Use Default Prompt If:
- You're using standard email categories (Work, Personal, Client Communications, etc.)
- Your classification accuracy is already >85%
- Your categories are clear and well-defined
- You don't have specialized industry terminology
Consider Custom Prompt If:
- You have industry-specific terms the AI might not understand (legal, medical, technical)
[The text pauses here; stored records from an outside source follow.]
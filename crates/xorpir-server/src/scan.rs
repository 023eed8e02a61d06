use xorpir_core::{
    bit_mask, selection_len, xor_all, LayoutError, Record, SelectionVector, ShardLayout,
    SELECTION_GRANULARITY,
};
use xorpir_storage::RecordStore;

#[cfg(feature = "parallel")]
use rayon::prelude::*;

#[derive(Debug, Clone, PartialEq, Eq)]
pub enum ScanError {
    SelectionLengthMismatch { expected: usize, actual: usize },
    LayoutMismatch { layout_records: usize, store_records: usize },
    Layout(LayoutError),
}

impl std::fmt::Display for ScanError {
    fn fmt(&self, f: &mut std::fmt::Formatter<'_>) -> std::fmt::Result {
        match self {
            ScanError::SelectionLengthMismatch { expected, actual } => {
                write!(
                    f,
                    "selection vector has {} bytes, store needs {}",
                    actual, expected
                )
            }
            ScanError::LayoutMismatch {
                layout_records,
                store_records,
            } => {
                write!(
                    f,
                    "shard layout covers {} records, store has {}",
                    layout_records, store_records
                )
            }
            ScanError::Layout(err) => write!(f, "{}", err),
        }
    }
}

impl std::error::Error for ScanError {
    fn source(&self) -> Option<&(dyn std::error::Error + 'static)> {
        match self {
            ScanError::Layout(err) => Some(err),
            _ => None,
        }
    }
}

impl From<LayoutError> for ScanError {
    fn from(err: LayoutError) -> Self {
        ScanError::Layout(err)
    }
}

/// XOR of every record of `store` selected by `selection`.
///
/// Uses the AVX2 kernel when built with the `avx2` feature and the CPU
/// supports it, the portable 8-accumulator kernel otherwise.
pub fn reduce(store: &RecordStore, selection: &SelectionVector) -> Result<Record, ScanError> {
    reduce_records(store.records(), selection.as_bytes())
}

/// Same as [`reduce`] over a raw record slice and packed selection bytes.
pub fn reduce_records(records: &[Record], selection: &[u8]) -> Result<Record, ScanError> {
    check_selection(records, selection)?;
    if avx2_available() {
        // SAFETY: AVX2 support was checked at runtime.
        Ok(unsafe { reduce_avx2(records, selection) })
    } else {
        Ok(reduce_portable_unchecked(records, selection))
    }
}

pub fn reduce_portable(
    store: &RecordStore,
    selection: &SelectionVector,
) -> Result<Record, ScanError> {
    check_selection(store.records(), selection.as_bytes())?;
    Ok(reduce_portable_unchecked(
        store.records(),
        selection.as_bytes(),
    ))
}

/// Bit-at-a-time reference with a single accumulator.
pub fn reduce_scalar(store: &RecordStore, selection: &SelectionVector) -> Result<Record, ScanError> {
    check_selection(store.records(), selection.as_bytes())?;
    Ok(reduce_scalar_unchecked(
        store.records(),
        selection.as_bytes(),
    ))
}

/// One independent reduction per selection, in order.
///
/// Every selection is validated before any work starts.
pub fn reduce_batch(
    store: &RecordStore,
    selections: &[SelectionVector],
) -> Result<Vec<Record>, ScanError> {
    reduce_batch_with(store, selections, |records, bytes| {
        if avx2_available() {
            // SAFETY: AVX2 support was checked at runtime.
            unsafe { reduce_avx2(records, bytes) }
        } else {
            reduce_portable_unchecked(records, bytes)
        }
    })
}

/// [`reduce_batch`] with the single-accumulator reference kernel.
pub fn reduce_batch_scalar(
    store: &RecordStore,
    selections: &[SelectionVector],
) -> Result<Vec<Record>, ScanError> {
    reduce_batch_with(store, selections, reduce_scalar_unchecked)
}

fn reduce_batch_with<F>(
    store: &RecordStore,
    selections: &[SelectionVector],
    kernel: F,
) -> Result<Vec<Record>, ScanError>
where
    F: Fn(&[Record], &[u8]) -> Record + Sync,
{
    for selection in selections {
        check_selection(store.records(), selection.as_bytes())?;
    }

    #[cfg(feature = "parallel")]
    let iter = selections.par_iter();
    #[cfg(not(feature = "parallel"))]
    let iter = selections.iter();

    Ok(iter
        .map(|selection| kernel(store.records(), selection.as_bytes()))
        .collect())
}

/// Reduces every shard of `layout` with its partitioned selection and XORs the
/// partials, the CPU mirror of the accelerator path.
pub fn reduce_sharded(
    store: &RecordStore,
    layout: &ShardLayout,
    selection: &SelectionVector,
) -> Result<Record, ScanError> {
    if layout.total_records() != store.len() {
        return Err(ScanError::LayoutMismatch {
            layout_records: layout.total_records(),
            store_records: store.len(),
        });
    }
    check_selection(store.records(), selection.as_bytes())?;

    let parts = layout.partition(selection)?;
    let mut acc = Record::ZERO;
    for (unit, part) in parts.iter().enumerate() {
        let shard = store.shard(layout, unit);
        let bytes = &part.as_bytes()[..selection_len(shard.len())];
        acc ^= reduce_records(shard, bytes)?;
    }
    Ok(acc)
}

fn check_selection(records: &[Record], selection: &[u8]) -> Result<(), ScanError> {
    let expected = selection_len(records.len());
    if selection.len() != expected {
        return Err(ScanError::SelectionLengthMismatch {
            expected,
            actual: selection.len(),
        });
    }
    Ok(())
}

fn reduce_scalar_unchecked(records: &[Record], selection: &[u8]) -> Record {
    let mut acc = Record::ZERO;
    for (i, record) in records.iter().enumerate() {
        acc.xor_masked(
            record,
            bit_mask(
                selection[i / SELECTION_GRANULARITY],
                i % SELECTION_GRANULARITY,
            ),
        );
    }
    acc
}

fn reduce_portable_unchecked(records: &[Record], selection: &[u8]) -> Record {
    let mut acc = [Record::ZERO; SELECTION_GRANULARITY];
    let groups = records.chunks_exact(SELECTION_GRANULARITY);
    let tail = groups.remainder();

    for (group, &byte) in groups.zip(selection) {
        for (k, record) in group.iter().enumerate() {
            acc[k].xor_masked(record, bit_mask(byte, k));
        }
    }
    if let Some(&byte) = selection.get(records.len() / SELECTION_GRANULARITY) {
        for (k, record) in tail.iter().enumerate() {
            acc[k].xor_masked(record, bit_mask(byte, k));
        }
    }

    xor_all(acc.iter())
}

#[cfg(all(feature = "avx2", target_arch = "x86_64"))]
#[target_feature(enable = "avx2")]
unsafe fn reduce_avx2(records: &[Record], selection: &[u8]) -> Record {
    use std::arch::x86_64::{
        __m256i, _mm256_and_si256, _mm256_load_si256, _mm256_set1_epi64x, _mm256_setzero_si256,
        _mm256_storeu_si256, _mm256_xor_si256,
    };

    let mut acc = [_mm256_setzero_si256(); SELECTION_GRANULARITY];
    let groups = records.chunks_exact(SELECTION_GRANULARITY);
    let tail = groups.remainder();

    for (group, &byte) in groups.zip(selection) {
        for (k, record) in group.iter().enumerate() {
            let mask = _mm256_set1_epi64x(bit_mask(byte, k) as i64);
            // Record is 32-byte aligned.
            let value = _mm256_load_si256(record.words.as_ptr() as *const __m256i);
            acc[k] = _mm256_xor_si256(acc[k], _mm256_and_si256(value, mask));
        }
    }

    let mut total = acc[0];
    for lane in &acc[1..] {
        total = _mm256_xor_si256(total, *lane);
    }
    let mut out = Record::ZERO;
    _mm256_storeu_si256(out.words.as_mut_ptr() as *mut __m256i, total);

    if let Some(&byte) = selection.get(records.len() / SELECTION_GRANULARITY) {
        for (k, record) in tail.iter().enumerate() {
            out.xor_masked(record, bit_mask(byte, k));
        }
    }
    out
}

#[cfg(not(all(feature = "avx2", target_arch = "x86_64")))]
unsafe fn reduce_avx2(records: &[Record], selection: &[u8]) -> Record {
    reduce_portable_unchecked(records, selection)
}

fn avx2_available() -> bool {
    #[cfg(all(feature = "avx2", target_arch = "x86_64"))]
    {
        std::is_x86_feature_detected!("avx2")
    }

    #[cfg(not(all(feature = "avx2", target_arch = "x86_64")))]
    {
        false
    }
}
- You need specific prioritization rules (e.g., "always prioritize court emails")
- Your business has unique context that affects classification (e.g., "client projects" means something specific)
- You're seeing consistent misclassifications that context could fix
Start Simple
Begin with the default prompt. Only add customization if you observe specific classification issues. Test custom prompts with sample emails before deploying.
How AI Classification Works
Understanding the classification workflow helps you write effective custom prompts and troubleshoot issues.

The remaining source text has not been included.